The surface and secret (2004)

Review of my exhibition in the Art-Galerie an der Stadtkirche in the “Nord bayerischer Kurier 24.11.2004”
Art Galerie shows pictures by Jan Niksinski and jewellery BAYREUTH By Ute Eschenbacher

“Art begins where reality ends.” This quote aptly describes the works of Polish painter Jan Niksinski. The Art-Galerie an der Stadtkirche is currently exhibiting his abstract works. These highly reduced, minimalist works of art, which can be seen until Christmas, radiate something mysterious and unusual beauty.

It is not so easy to find waiting rooms for them, especially as many artists are often not at all comfortable with this. Gallery owner Hildegard Büttner has often found that the artists themselves don’t particularly like to talk about their work either. She was all the more pleased to be able to present “an exception” to the vernissage guests with Jan Niksinski.

But anyone who thought that the Pole, who lives in Warsaw as a freelance artist, would “explain” his work was proved wrong. Niksinski’ merely indicated that his art deals with nature and mankind. “When you see a stone or a couple, you don’t ask what they are,” said the artist, but simply perceive them as such. “Our perception turns individual images into a realistic overall picture,” said Niksinski. Although there is no such thing. In the paintings that the Pole is now exhibiting in Bayreuth, he has partly worked from photographs. His method is to “emphasise the essentials and leave out the non-essentials”. Incidentally, talking and writing about art has nothing to do with art itself. If everything that someone does and what someone else perceives is regarded as relative, it becomes difficult to discuss it.

Light and dark

But Niksinski’s works can also be described and interpreted in a completely unbiased way. On the one hand, he works very intensively with flats and lines and, on the other, with contrasts of light and dark. He is also interested in transparencies and veils, as can be seen in the paintings “Conversation with Different Times” and “Strange Light”, for example.

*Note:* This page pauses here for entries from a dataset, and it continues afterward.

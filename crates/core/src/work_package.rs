//! Transformation functions for OpenProject work-package API responses
//!
//! The wire types mirror the HAL-JSON envelopes the server produces. Related
//! entities (status, type, priority, assignee) arrive as denormalized titles
//! under `_links`; the client never follows those links, so they are
//! flattened into plain optional strings on [`WorkPackageOutput`]. Every
//! nested object defaults to empty when absent so a sparse work package
//! decodes cleanly instead of failing.

use chrono::DateTime;
use serde::{Deserialize, Serialize};

use crate::pagination::Page;

/// A single work package as returned by the API.
#[derive(Debug, Deserialize, Serialize, Clone)]
pub struct WorkPackageResponse {
    pub id: u64,
    #[serde(rename = "lockVersion")]
    pub lock_version: u64,
    pub subject: String,
    #[serde(default)]
    pub description: Description,
    #[serde(rename = "createdAt", default)]
    pub created_at: String,
    #[serde(rename = "updatedAt", default)]
    pub updated_at: String,
    #[serde(rename = "_links", default)]
    pub links: Links,
}

/// Long-form description with its format tag.
#[derive(Debug, Deserialize, Serialize, Clone, Default)]
pub struct Description {
    #[serde(default)]
    pub format: String,
    #[serde(default)]
    pub raw: String,
}

/// Denormalized titles of related entities.
#[derive(Debug, Deserialize, Serialize, Clone, Default)]
pub struct Links {
    #[serde(default)]
    pub status: LinkTitle,
    #[serde(rename = "type", default)]
    pub kind: LinkTitle,
    #[serde(default)]
    pub priority: LinkTitle,
    #[serde(default)]
    pub assignee: LinkTitle,
}

/// Display title of a linked entity. Absent or null when the link is unset.
#[derive(Debug, Deserialize, Serialize, Clone, Default)]
pub struct LinkTitle {
    #[serde(default)]
    pub title: Option<String>,
}

/// Collection envelope for the project listing endpoint.
#[derive(Debug, Deserialize, Clone)]
pub struct WorkPackageListResponse {
    #[serde(default)]
    pub total: usize,
    #[serde(default)]
    pub count: usize,
    #[serde(rename = "_embedded", default)]
    pub embedded: EmbeddedElements,
}

#[derive(Debug, Deserialize, Clone, Default)]
pub struct EmbeddedElements {
    #[serde(default)]
    pub elements: Vec<WorkPackageResponse>,
}

/// The authenticated user, as returned by the `me` endpoint.
#[derive(Debug, Deserialize, Serialize, Clone, PartialEq)]
pub struct User {
    pub id: u64,
    pub name: String,
}

/// Identifier echoed back by the server after a successful create.
#[derive(Debug, Deserialize, Serialize, Clone, PartialEq)]
pub struct CreatedWorkPackage {
    pub id: u64,
    pub subject: String,
}

/// Flattened work package for rendering and JSON output.
#[derive(Debug, Serialize, Deserialize, Clone, PartialEq)]
pub struct WorkPackageOutput {
    pub id: u64,
    pub subject: String,
    pub description: Option<String>,
    pub status: Option<String>,
    #[serde(rename = "type")]
    pub kind: Option<String>,
    pub priority: Option<String>,
    pub assignee: Option<String>,
    pub created_at: Option<String>,
    pub updated_at: Option<String>,
    pub lock_version: u64,
}

/// One page of flattened work packages plus its pagination metadata.
#[derive(Debug, Serialize, Clone, PartialEq)]
pub struct ListOutput {
    pub items: Vec<WorkPackageOutput>,
    pub total: usize,
    pub page: usize,
    pub page_size: usize,
    pub total_pages: usize,
    pub has_next: bool,
}

fn non_empty(value: String) -> Option<String> {
    if value.is_empty() {
        None
    } else {
        Some(value)
    }
}

fn link_title(link: LinkTitle) -> Option<String> {
    link.title.filter(|title| !title.is_empty())
}

/// Flatten a HAL work package into the display record.
///
/// Unset link titles and blank fields become `None` so callers can
/// distinguish "not set" from an empty string.
pub fn transform_work_package(response: WorkPackageResponse) -> WorkPackageOutput {
    WorkPackageOutput {
        id: response.id,
        subject: response.subject,
        description: non_empty(response.description.raw),
        status: link_title(response.links.status),
        kind: link_title(response.links.kind),
        priority: link_title(response.links.priority),
        assignee: link_title(response.links.assignee),
        created_at: non_empty(response.created_at),
        updated_at: non_empty(response.updated_at),
        lock_version: response.lock_version,
    }
}

/// Flatten a page of HAL work packages, carrying the metadata through.
pub fn transform_page(page: Page<WorkPackageResponse>) -> ListOutput {
    ListOutput {
        items: page
            .items
            .into_iter()
            .map(transform_work_package)
            .collect(),
        total: page.total,
        page: page.page,
        page_size: page.page_size,
        total_pages: page.total_pages,
        has_next: page.has_next,
    }
}

/// Build the JSON body for a work-package create.
///
/// The `_links.type` reference is only present when a non-empty type name is
/// supplied; the server falls back to the project's default type otherwise.
pub fn build_create_payload(
    subject: &str,
    description: &str,
    type_name: Option<&str>,
) -> serde_json::Value {
    let mut payload = serde_json::json!({
        "subject": subject,
        "description": {
            "format": "markdown",
            "raw": description,
        },
    });

    if let Some(type_name) = type_name.filter(|name| !name.is_empty()) {
        payload["_links"] = serde_json::json!({
            "type": { "href": format!("/api/v3/types?name={type_name}") }
        });
    }

    payload
}

/// Build the JSON body for an assignee update.
///
/// `lock_version` must be the value read from the server immediately before
/// the write; a mismatch makes the server reject the update.
pub fn build_assign_payload(lock_version: u64, assignee_id: u64) -> serde_json::Value {
    serde_json::json!({
        "lockVersion": lock_version,
        "_links": {
            "assignee": { "href": format!("/api/v3/users/{assignee_id}") }
        },
    })
}

/// Render an ISO-8601 timestamp as `dd/mm/yyyy HH:MM`, falling back to the
/// raw string when it does not parse.
pub fn format_timestamp(iso: &str) -> String {
    match DateTime::parse_from_rfc3339(iso) {
        Ok(timestamp) => timestamp.format("%d/%m/%Y %H:%M").to_string(),
        Err(_) => iso.to_string(),
    }
}

#[cfg(test)]
mod tests {
    use super::*;
    use crate::pagination::paginate;

    // Helper to build a response the way the server would send it
    fn work_package_fixture(id: u64, subject: &str, status: &str) -> WorkPackageResponse {
        WorkPackageResponse {
            id,
            lock_version: 3,
            subject: subject.to_string(),
            description: Description {
                format: "markdown".to_string(),
                raw: "Steps to reproduce".to_string(),
            },
            created_at: "2024-05-01T10:00:00Z".to_string(),
            updated_at: "2024-05-02T18:30:00Z".to_string(),
            links: Links {
                status: LinkTitle {
                    title: Some(status.to_string()),
                },
                kind: LinkTitle {
                    title: Some("Bug".to_string()),
                },
                priority: LinkTitle {
                    title: Some("High".to_string()),
                },
                assignee: LinkTitle {
                    title: Some("Ada Lovelace".to_string()),
                },
            },
        }
    }

    #[test]
    fn test_decode_hal_work_package() {
        // Arrange: a trimmed-down but shape-accurate HAL body
        let body = r#"{
            "id": 42,
            "lockVersion": 7,
            "subject": "Login page crashes",
            "description": { "format": "markdown", "raw": "Stack trace attached" },
            "createdAt": "2024-05-01T10:00:00Z",
            "updatedAt": "2024-05-02T18:30:00Z",
            "_links": {
                "self": { "href": "/api/v3/work_packages/42" },
                "status": { "href": "/api/v3/statuses/1", "title": "New" },
                "type": { "href": "/api/v3/types/2", "title": "Bug" },
                "priority": { "href": "/api/v3/priorities/8", "title": "High" },
                "assignee": { "href": "/api/v3/users/5", "title": "Ada Lovelace" }
            }
        }"#;

        // Act
        let wp: WorkPackageResponse = serde_json::from_str(body).unwrap();

        // Assert
        assert_eq!(wp.id, 42);
        assert_eq!(wp.lock_version, 7);
        assert_eq!(wp.subject, "Login page crashes");
        assert_eq!(wp.description.raw, "Stack trace attached");
        assert_eq!(wp.links.status.title.as_deref(), Some("New"));
        assert_eq!(wp.links.kind.title.as_deref(), Some("Bug"));
        assert_eq!(wp.links.assignee.title.as_deref(), Some("Ada Lovelace"));
    }

    #[test]
    fn test_decode_tolerates_absent_optional_objects() {
        // Arrange: no description, no timestamps, and a _links without
        // priority or assignee entries
        let body = r#"{
            "id": 9,
            "lockVersion": 0,
            "subject": "Sparse work package",
            "_links": {
                "status": { "title": "New" },
                "assignee": { "href": null, "title": null }
            }
        }"#;

        let wp: WorkPackageResponse = serde_json::from_str(body).unwrap();

        assert_eq!(wp.subject, "Sparse work package");
        assert_eq!(wp.description.raw, "");
        assert_eq!(wp.created_at, "");
        assert_eq!(wp.links.priority.title, None);
        assert_eq!(wp.links.assignee.title, None);
    }

    #[test]
    fn test_decode_list_envelope() {
        let body = r#"{
            "total": 2,
            "count": 2,
            "_embedded": {
                "elements": [
                    { "id": 1, "lockVersion": 0, "subject": "First" },
                    { "id": 2, "lockVersion": 4, "subject": "Second" }
                ]
            },
            "_links": {
                "nextByOffset": { "href": "/api/v3/work_packages?offset=2" }
            }
        }"#;

        let list: WorkPackageListResponse = serde_json::from_str(body).unwrap();

        assert_eq!(list.total, 2);
        assert_eq!(list.embedded.elements.len(), 2);
        assert_eq!(list.embedded.elements[1].subject, "Second");
    }

    #[test]
    fn test_transform_work_package_full() {
        let wp = work_package_fixture(42, "Login page crashes", "In progress");

        let output = transform_work_package(wp);

        assert_eq!(output.id, 42);
        assert_eq!(output.subject, "Login page crashes");
        assert_eq!(output.description, Some("Steps to reproduce".to_string()));
        assert_eq!(output.status, Some("In progress".to_string()));
        assert_eq!(output.kind, Some("Bug".to_string()));
        assert_eq!(output.priority, Some("High".to_string()));
        assert_eq!(output.assignee, Some("Ada Lovelace".to_string()));
        assert_eq!(output.lock_version, 3);
    }

    #[test]
    fn test_transform_maps_empty_titles_to_none() {
        // Arrange: unset links come through as empty strings on the wire
        let mut wp = work_package_fixture(7, "Unassigned task", "New");
        wp.links.assignee.title = Some(String::new());
        wp.links.priority.title = None;
        wp.description.raw.clear();

        let output = transform_work_package(wp);

        assert_eq!(output.assignee, None);
        assert_eq!(output.priority, None);
        assert_eq!(output.description, None);
        assert_eq!(output.status, Some("New".to_string()));
    }

    #[test]
    fn test_transform_page_carries_metadata() {
        let all = vec![
            work_package_fixture(1, "First", "New"),
            work_package_fixture(2, "Second", "New"),
            work_package_fixture(3, "Third", "Done"),
        ];

        let output = transform_page(paginate(all, 2, 2));

        assert_eq!(output.items.len(), 1);
        assert_eq!(output.items[0].id, 3);
        assert_eq!(output.total, 3);
        assert_eq!(output.page, 2);
        assert_eq!(output.total_pages, 2);
        assert!(!output.has_next);
    }

    #[test]
    fn test_create_payload_without_type_omits_the_links_object() {
        let payload = build_create_payload("Bug in login", "Stack trace: ...", None);

        assert_eq!(payload["subject"], "Bug in login");
        assert_eq!(payload["description"]["format"], "markdown");
        assert_eq!(payload["description"]["raw"], "Stack trace: ...");
        assert!(payload.get("_links").is_none());
    }

    #[test]
    fn test_create_payload_with_empty_type_omits_the_links_object() {
        let payload = build_create_payload("Bug in login", "Stack trace: ...", Some(""));

        assert!(payload.get("_links").is_none());
    }

    #[test]
    fn test_create_payload_with_type_references_the_type_by_name() {
        let payload = build_create_payload("Bug in login", "Stack trace: ...", Some("Bug"));

        assert_eq!(payload["_links"]["type"]["href"], "/api/v3/types?name=Bug");
    }

    #[test]
    fn test_assign_payload_carries_token_and_user_href() {
        let payload = build_assign_payload(12, 5);

        assert_eq!(payload["lockVersion"], 12);
        assert_eq!(payload["_links"]["assignee"]["href"], "/api/v3/users/5");
    }

    #[test]
    fn test_format_timestamp() {
        assert_eq!(format_timestamp("2024-05-01T10:04:00Z"), "01/05/2024 10:04");
        assert_eq!(
            format_timestamp("2024-05-01T10:04:00+02:00"),
            "01/05/2024 10:04"
        );
        // Unparseable input passes through untouched
        assert_eq!(format_timestamp("yesterday"), "yesterday");
    }
}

Photographic motifs shimmer through behind the colour, the surfaces treated with handmade paper or completely broken up and covered with loose ropes. The pictures are compositions and often in several parts, with the individual pieces communicating with each other.

Niksinski plays with materials, gluing and screwing on pieces of wood and metal frames that break up the surfaces. In this way, he prevents the pictures from appearing monotonous. Curved or intersecting lines bring movement to the compositions, while differences in colour create space and depth.